Carcinogenesis is a complex multistep process that requires tumor cells to grow rapidly while overcoming growth inhibitory signals and sustained challenges from the host immune response. Mutations within promoter or enhancer regions, along with epigenetic changes, can induce aberrant expression of genes that regulate differentiation, cell cycle, and apoptosis, all of which enhance potential for cellular transformation. In recent years, our understanding of the biological processes that influence the activation and repression of transcription have evolved to highlight the role of chromatin architecture, and how chromatin remodeling may be utilized for the potential therapeutic benefit of genetic disease. Histone deacetylase inhibitors (HDACi) are small molecule drugs that affect the balance between acetylation and deacetylation of proteins, ultimately influencing cellular processes including gene transcription. There are currently three FDA-approved HDACi on the market (FK228, SAHA, Panobinostat) for cancer treatment, all of which have high systemic toxicity. Therefore, there is need for development of less toxic HDACi with improved tumor specificity. HDACi can exert anti-tumor effects by inducing transcriptional changes in tumor suppressors through modulating acetylation of histones and/or transcription factors.
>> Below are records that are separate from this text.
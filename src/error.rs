// SPDX-License-Identifier: MIT
// Copyright 2026 Roland Dreier <roland@rolandd.dev>

//! Application error types with consistent API responses.

use axum::{
    http::StatusCode,
    response::{IntoResponse, Response},
    Json,
};
use serde::Serialize;

/// Application error type that converts to HTTP responses.
#[derive(Debug, thiserror::Error)]
pub enum AppError {
    #[error("Invalid request: {0}")]
    BadRequest(String),

    #[error("Activity store not initialized")]
    Uninitialized,

    #[error("Activity store error: {0}")]
    Database(String),

    #[error("Internal server error: {0}")]
    Internal(#[from] anyhow::Error),
}

/// JSON error response body
#[derive(Serialize)]
struct ErrorResponse {
    error: String,
    #[serde(skip_serializing_if = "Option::is_none")]
    details: Option<String>,
}

impl IntoResponse for AppError {
    fn into_response(self) -> Response {
        let (status, error, details) = match &self {
            AppError::BadRequest(msg) => {
                (StatusCode::BAD_REQUEST, "bad_request", Some(msg.clone()))
            }
            AppError::Uninitialized => {
                tracing::error!("Activity store used before initialization");
                (
                    StatusCode::INTERNAL_SERVER_ERROR,
                    "store_uninitialized",
                    None,
                )
            }
            AppError::Database(msg) => {
                tracing::error!(error = %msg, "Activity store error");
                (
                    StatusCode::INTERNAL_SERVER_ERROR,
                    "database_error",
                    Some(msg.clone()),
                )
            }
            AppError::Internal(err) => {
                tracing::error!(error = %err, "Internal server error");
                (StatusCode::INTERNAL_SERVER_ERROR, "internal_error", None)
            }
        };

        let body = ErrorResponse {
            error: error.to_string(),
            details,
        };

        (status, Json(body)).into_response()
    }
}

/// Result type alias for handlers
pub type Result<T> = std::result::Result<T, AppError>;
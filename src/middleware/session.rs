// SPDX-License-Identifier: MIT
// Copyright 2026 Roland Dreier <roland@rolandd.dev>

//! Session context middleware.
//!
//! The tracking middleware reads a session identifier and a request
//! identifier from request extensions. This module owns those types so
//! the subsystem never imports the host application's context types;
//! `ensure_session` is the bridge a host can mount to populate them
//! from its cookie-based session mechanism.

use axum::{
    extract::Request,
    middleware::Next,
    response::{IntoResponse, Response},
};
use axum_extra::extract::cookie::{Cookie, CookieJar};
use uuid::Uuid;

/// Cookie holding the browsing session identifier.
pub const SESSION_COOKIE: &str = "shop_session-id";

/// Opaque per-session identifier.
///
/// Must be present in request extensions before `track_activity` runs.
#[derive(Debug, Clone)]
pub struct SessionId(pub String);

/// Opaque per-request identifier, unique per request.
#[derive(Debug, Clone)]
pub struct RequestId(pub String);

/// Ensure every request carries session and request identifiers.
///
/// Reuses the session cookie when present, otherwise mints a fresh
/// session and sets the cookie on the response. The identifiers are
/// opaque strings; no format validation is done on an existing cookie.
pub async fn ensure_session(jar: CookieJar, mut request: Request, next: Next) -> Response {
    let (session_id, new_session) = match jar.get(SESSION_COOKIE) {
        Some(cookie) => (cookie.value().to_string(), false),
        None => (Uuid::new_v4().to_string(), true),
    };

    request
        .extensions_mut()
        .insert(SessionId(session_id.clone()));
    request
        .extensions_mut()
        .insert(RequestId(Uuid::new_v4().to_string()));

    let response = next.run(request).await;

    if new_session {
        let jar = jar.add(Cookie::build((SESSION_COOKIE, session_id)).path("/"));
        (jar, response).into_response()
    } else {
        response
    }
}
// SPDX-License-Identifier: MIT
// Copyright 2026 Roland Dreier <roland@rolandd.dev>

//! Storefront-Activity API Server
//!
//! Runs the activity-tracking subsystem against a small demo storefront
//! so the middleware, store and query API can be exercised end to end.

use axum::{
    extract::Path,
    routing::{get, post},
    Router,
};
use std::sync::Arc;
use storefront_activity::{config::Config, db::ActivityStore, routes, AppState};
use tracing_subscriber::{layer::SubscriberExt, util::SubscriberInitExt};

#[tokio::main]
async fn main() -> Result<(), Box<dyn std::error::Error>> {
    init_logging();

    // Load configuration from environment
    let config = Config::from_env().expect("Failed to load configuration");
    tracing::info!(port = config.port, "Starting Storefront-Activity API");

    // Open the activity database (directory and schema created on demand)
    let store = ActivityStore::open(&config.data_dir).expect("Failed to open activity store");

    // Build shared state
    let state = Arc::new(AppState {
        config: config.clone(),
        store,
    });

    // Build router
    let app = routes::create_router(state, demo_storefront());

    // Start server
    let addr = format!("0.0.0.0:{}", config.port);
    let listener = tokio::net::TcpListener::bind(&addr).await?;
    tracing::info!(address = %addr, "Server listening");

    axum::serve(listener, app).await?;
    Ok(())
}

/// Placeholder storefront routes so every classifier rule is reachable
/// from a running server. A real deployment mounts the host
/// application's handlers here instead.
fn demo_storefront() -> Router<Arc<AppState>> {
    Router::new()
        .route("/", get(home))
        .route("/product/{id}", get(product))
        .route("/cart", get(view_cart).post(add_to_cart))
        .route("/cart/empty", post(empty_cart))
        .route("/cart/checkout", post(checkout))
        .route("/setCurrency", post(set_currency))
}

async fn home() -> &'static str {
    "storefront home"
}

async fn product(Path(id): Path<String>) -> String {
    format!("product {id}")
}

async fn view_cart() -> &'static str {
    "cart"
}

async fn add_to_cart() -> &'static str {
    "added to cart"
}

async fn empty_cart() -> &'static str {
    "cart emptied"
}

async fn checkout() -> &'static str {
    "order placed"
}

async fn set_currency() -> &'static str {
    "currency updated"
}

/// Initialize structured JSON logging.
fn init_logging() {
    let format = tracing_subscriber::fmt::layer()
        .json()
        .with_target(false)
        .with_current_span(true)
        .flatten_event(true);

    tracing_subscriber::registry()
        .with(
            tracing_subscriber::EnvFilter::from_default_env()
                .add_directive("storefront_activity=debug".parse().unwrap())
                .add_directive("info".parse().unwrap()),
        )
        .with(format)
        .init();
}
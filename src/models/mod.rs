// SPDX-License-Identifier: MIT
// Copyright 2026 Roland Dreier <roland@kernel.org>

//! Data models for the application.

pub mod activity;

pub use activity::{ActivityRecord, ActivityType};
We hypothesize that the high systemic toxicity of the current HDACi is due to their non-selective HDAC activity and that more class-specific HDACi would result in less potent effects in cellular proliferation, death, and off target activity. The present studies tested this hypothesis by comparing effects of multiple HDACi on cell cycle progression and cell death in the murine breast 4T1, human prostate DU145, and human myelomonocytic U937 cancer cell lines. Systemic toxicity was assessed ex vivo using primary murine leukocyte populations. Further, cytotoxic effects of HDACi were tested in myeloid derived suppressor cell populations harvested from 4T1 tumor – bearing mice. Using flow cytometry and fluorescence microscopy, we demonstrate that FK228 and Panobinostat induced apoptosis and cell cycle dysregulation of cancer cell populations in vitro. Ongoing studies are elucidating the mechanisms of cell death and determining the off target effects of these HDACi.